#### [Data records]
== Segment start ==

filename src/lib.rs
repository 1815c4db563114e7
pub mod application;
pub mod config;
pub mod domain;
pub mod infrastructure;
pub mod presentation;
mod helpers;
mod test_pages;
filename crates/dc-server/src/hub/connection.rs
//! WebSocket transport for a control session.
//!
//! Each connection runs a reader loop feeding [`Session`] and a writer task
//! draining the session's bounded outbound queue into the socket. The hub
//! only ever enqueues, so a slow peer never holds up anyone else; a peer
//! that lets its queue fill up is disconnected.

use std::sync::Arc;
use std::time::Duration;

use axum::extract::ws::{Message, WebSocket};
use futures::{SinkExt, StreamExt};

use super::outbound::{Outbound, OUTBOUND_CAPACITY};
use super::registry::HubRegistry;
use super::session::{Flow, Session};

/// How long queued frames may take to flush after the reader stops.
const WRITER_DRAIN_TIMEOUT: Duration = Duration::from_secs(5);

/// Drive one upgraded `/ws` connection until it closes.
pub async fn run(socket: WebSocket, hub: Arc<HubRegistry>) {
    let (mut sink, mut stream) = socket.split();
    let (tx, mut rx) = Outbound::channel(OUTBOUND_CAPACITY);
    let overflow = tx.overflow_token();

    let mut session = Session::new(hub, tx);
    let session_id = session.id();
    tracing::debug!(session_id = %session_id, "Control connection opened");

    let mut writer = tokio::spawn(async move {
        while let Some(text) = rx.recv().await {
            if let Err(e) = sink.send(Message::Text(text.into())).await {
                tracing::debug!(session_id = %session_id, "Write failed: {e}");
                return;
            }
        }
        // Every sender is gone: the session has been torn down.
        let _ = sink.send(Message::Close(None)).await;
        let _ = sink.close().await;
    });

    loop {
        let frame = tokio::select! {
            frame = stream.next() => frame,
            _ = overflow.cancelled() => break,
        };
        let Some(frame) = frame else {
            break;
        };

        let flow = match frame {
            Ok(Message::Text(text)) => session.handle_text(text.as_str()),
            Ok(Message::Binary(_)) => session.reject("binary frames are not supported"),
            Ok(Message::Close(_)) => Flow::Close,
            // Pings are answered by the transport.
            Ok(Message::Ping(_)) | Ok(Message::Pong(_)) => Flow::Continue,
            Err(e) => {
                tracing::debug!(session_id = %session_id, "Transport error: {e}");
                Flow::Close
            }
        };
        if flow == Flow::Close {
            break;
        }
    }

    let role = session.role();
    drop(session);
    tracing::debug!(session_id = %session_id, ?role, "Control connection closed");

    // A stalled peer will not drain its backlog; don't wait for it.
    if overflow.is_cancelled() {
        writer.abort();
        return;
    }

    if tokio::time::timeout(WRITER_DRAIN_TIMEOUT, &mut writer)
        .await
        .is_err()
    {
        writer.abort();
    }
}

== Segment end ==
== Segment start ==

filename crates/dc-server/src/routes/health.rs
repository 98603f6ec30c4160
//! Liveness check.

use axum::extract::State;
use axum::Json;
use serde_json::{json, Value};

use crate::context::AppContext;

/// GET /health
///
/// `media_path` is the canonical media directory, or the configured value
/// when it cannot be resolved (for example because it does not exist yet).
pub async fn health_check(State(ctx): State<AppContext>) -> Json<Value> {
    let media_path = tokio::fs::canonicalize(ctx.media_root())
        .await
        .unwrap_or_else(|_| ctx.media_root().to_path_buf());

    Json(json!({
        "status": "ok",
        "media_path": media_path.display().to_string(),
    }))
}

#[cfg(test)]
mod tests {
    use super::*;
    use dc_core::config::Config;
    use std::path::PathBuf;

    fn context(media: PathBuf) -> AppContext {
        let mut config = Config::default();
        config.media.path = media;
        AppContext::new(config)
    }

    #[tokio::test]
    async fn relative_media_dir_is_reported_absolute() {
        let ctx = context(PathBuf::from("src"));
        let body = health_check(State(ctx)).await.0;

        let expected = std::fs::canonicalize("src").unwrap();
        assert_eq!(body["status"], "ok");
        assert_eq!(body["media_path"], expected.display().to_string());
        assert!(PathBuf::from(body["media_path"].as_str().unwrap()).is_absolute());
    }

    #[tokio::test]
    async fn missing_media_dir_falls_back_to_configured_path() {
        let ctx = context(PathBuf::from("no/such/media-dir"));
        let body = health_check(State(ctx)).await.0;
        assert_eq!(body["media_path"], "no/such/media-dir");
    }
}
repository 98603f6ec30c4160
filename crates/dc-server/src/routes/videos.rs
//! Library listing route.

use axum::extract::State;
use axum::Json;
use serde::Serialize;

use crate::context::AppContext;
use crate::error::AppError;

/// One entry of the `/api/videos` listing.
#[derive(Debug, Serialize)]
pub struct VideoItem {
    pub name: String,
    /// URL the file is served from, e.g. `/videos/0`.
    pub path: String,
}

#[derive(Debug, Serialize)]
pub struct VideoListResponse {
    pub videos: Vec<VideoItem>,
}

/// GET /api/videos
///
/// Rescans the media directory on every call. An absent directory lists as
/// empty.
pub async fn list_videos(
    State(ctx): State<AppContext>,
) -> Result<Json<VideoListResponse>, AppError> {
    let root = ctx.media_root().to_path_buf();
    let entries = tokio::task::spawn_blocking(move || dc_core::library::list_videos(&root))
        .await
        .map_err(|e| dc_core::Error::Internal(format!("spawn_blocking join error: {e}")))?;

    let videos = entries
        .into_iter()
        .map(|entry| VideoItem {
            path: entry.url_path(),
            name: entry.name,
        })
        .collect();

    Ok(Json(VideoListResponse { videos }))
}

== Segment end ==

#### [Task to carry out]
From the data above, show each line that contains "display".

#### [Response]
        "media_path": media_path.display().to_string(),
        assert_eq!(body["media_path"], expected.display().to_string());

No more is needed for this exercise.